The Link Between Addiction and Impoverished Imagination
The nastiest trick that addiction plays on us is when it makes a miserable existence appear acceptable. You might think ruining our relationships, destroying our reputation, damaging our health, and losing-out on countless opportunities would be a high enough price to pay, but no, the cost of drug abuse also includes our imagination.
Without imagination there is no hope. If we can’t imagine a better future, we are unlikely to do the things we need to do to change our life for the better. Sure, the negative consequences of our behavior may reach a point where we are forced to quit, but pain alone is not enough to ensure lasting change. We forget, you see, and as our situation begins to improve, we begin to wonder if things were really that bad before – here, the saying, ‘time heals all wounds’ acts like a curse.

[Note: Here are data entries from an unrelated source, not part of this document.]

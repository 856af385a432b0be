//! Deterministic handler used for conformance testing.
//!
//! Behavior is selected by request path:
//!
//! | Path                 | Behavior                                        |
//! |----------------------|-------------------------------------------------|
//! | `/`, `/hello`        | respond 200 `Hello, World!`                     |
//! | `/echo`              | read the whole body, respond 200 with it        |
//! | `/modify`            | add `X-Bridge-Modified`, drop `Cookie`, forward |
//! | `/transform-headers` | header filter appending `X-Bridge-Injected`     |
//! | `/transform-body`    | body filter upper-casing ASCII                  |
//! | `/slow`              | wait [`SLOW_DELAY`], then respond 200           |
//! | `/fail`              | return an error                                 |
//! | `/panic`             | panic                                           |
//! | anything else        | forward unmodified                              |

use std::time::Duration;

use futures_util::future::BoxFuture;
use futures_util::FutureExt;
use hyper::body::Bytes;

use crate::error::HandlerError;
use crate::handler::{RequestContext, RequestHandler};
use crate::http::DirectResponse;

pub const MODIFIED_HEADER: &str = "X-Bridge-Modified";
pub const INJECTED_HEADER: &str = "X-Bridge-Injected";
pub const SLOW_DELAY: Duration = Duration::from_millis(200);

#[derive(Debug, Default, Clone, Copy)]
pub struct TestHandler;

impl RequestHandler for TestHandler {
    fn handle<'a>(&'a self, ctx: &'a mut RequestContext) -> BoxFuture<'a, Result<(), HandlerError>> {
        async move {
            let path = ctx.request().path().to_string();
            match path.as_str() {
                "/" | "/hello" => ctx.respond(DirectResponse::text(200, "Hello, World!")?),
                "/echo" => {
                    let content_type = ctx
                        .request()
                        .headers
                        .get("content-type")
                        .unwrap_or("application/octet-stream")
                        .to_string();
                    let body = ctx.read_body().await;
                    ctx.respond(
                        DirectResponse::new(200)?
                            .header("Content-Type", content_type)?
                            .body(body),
                    )
                }
                "/modify" => {
                    let proxy = ctx.proxy_request_mut();
                    proxy.headers.set(MODIFIED_HEADER, "true")?;
                    proxy.headers.remove("cookie");
                    ctx.forward()
                }
                "/transform-headers" => {
                    ctx.set_header_filter(|headers| {
                        let mut out = headers.clone();
                        out.append(INJECTED_HEADER, "1").ok()?;
                        Some(out)
                    })?;
                    ctx.forward()
                }
                "/transform-body" => {
                    ctx.set_body_filter(|chunk, _last| Some(Bytes::from(chunk.to_ascii_uppercase())))?;
                    ctx.forward()
                }
                "/slow" => {
                    tokio::time::sleep(SLOW_DELAY).await;
                    ctx.respond(DirectResponse::text(200, "Slow response")?)
                }
                "/fail" => Err(HandlerError::Failed("test handler failure".to_string())),
                "/panic" => panic!("test handler panic"),
                _ => ctx.forward(),
            }
        }
        .boxed()
    }

    fn name(&self) -> &str {
        "test"
    }
}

Addiction as a Lack of Imagination
Initially, alcohol seemed to heighten my imagination. I was a teenager and it gave me the confidence to dream big. I used to imagine that one day some big-shot headhunter was going to walk up to me in a bar, after noticing my enormous potential, and then I’d be whisked off to a dream career. It never happened of course. Over the years my dreams got smaller, and by the end, I would have been happy with talking to people for a few minutes without them wanting to beat me up.
I did continue to fantasize even during the worst of my addiction, but not in a way that could actually improve my life. The romantic poet, Samuel Taylor Coleridge, differentiated between what he called ‘fancy’ and imagination. He described ‘fancy’ as where we just reorganize our usual way of perceiving while imagination involves seeing beyond our usual way of perceiving. I think the problem for those of us who end up addicted to a substance is that lack the ability to see beyond our usual perception. This means we remain trapped , and all our dreams are mere fancy (i.e. moving around the deckchairs on the titanic), and not the imagination that could allow us to see beyond our limited worldview.
The Importance of Imagination
So long as giving up a drug (or other addictive behavior) appears like a sacrifice, it is going to be an uphill battle. How are we meant to motivate ourselves to do something if deep down we feel it will mean a reduced quality of life? It is only by believing that changing our behavior will improve things for us that we can fully get onboard with such a project. In order to do this, we need our imagination.
Like members of a cult, those of us who get caught up in addiction end up being brainwashed into a particular way of perceiving. Our beliefs about what is possible, what is desirable, and what we can expect from life all become corrupted. We are prisoners to what the visionary poet William Blake described as the mind-forged manacles.
Escape Through the Imaginal
Caterpillars have imaginal cells that lie dormant until the other cells inside this insect begin to disintegrate. Once these cells are triggered they begin the metamorphosis of the caterpillar into a butterfly. Philosophers, such as Henry Corbin, suggest that humans also benefit from a type of imaginal cell better known as the imagination. All we need to do is reconnect with our imagination, and this can help trigger our own transformation.
There are many practices from around the world that can reawaken our imagination. I found the meditation technique, the brahma viharas, to be a good place to start – at the time, this allowed me to experience something way outside my usual perception.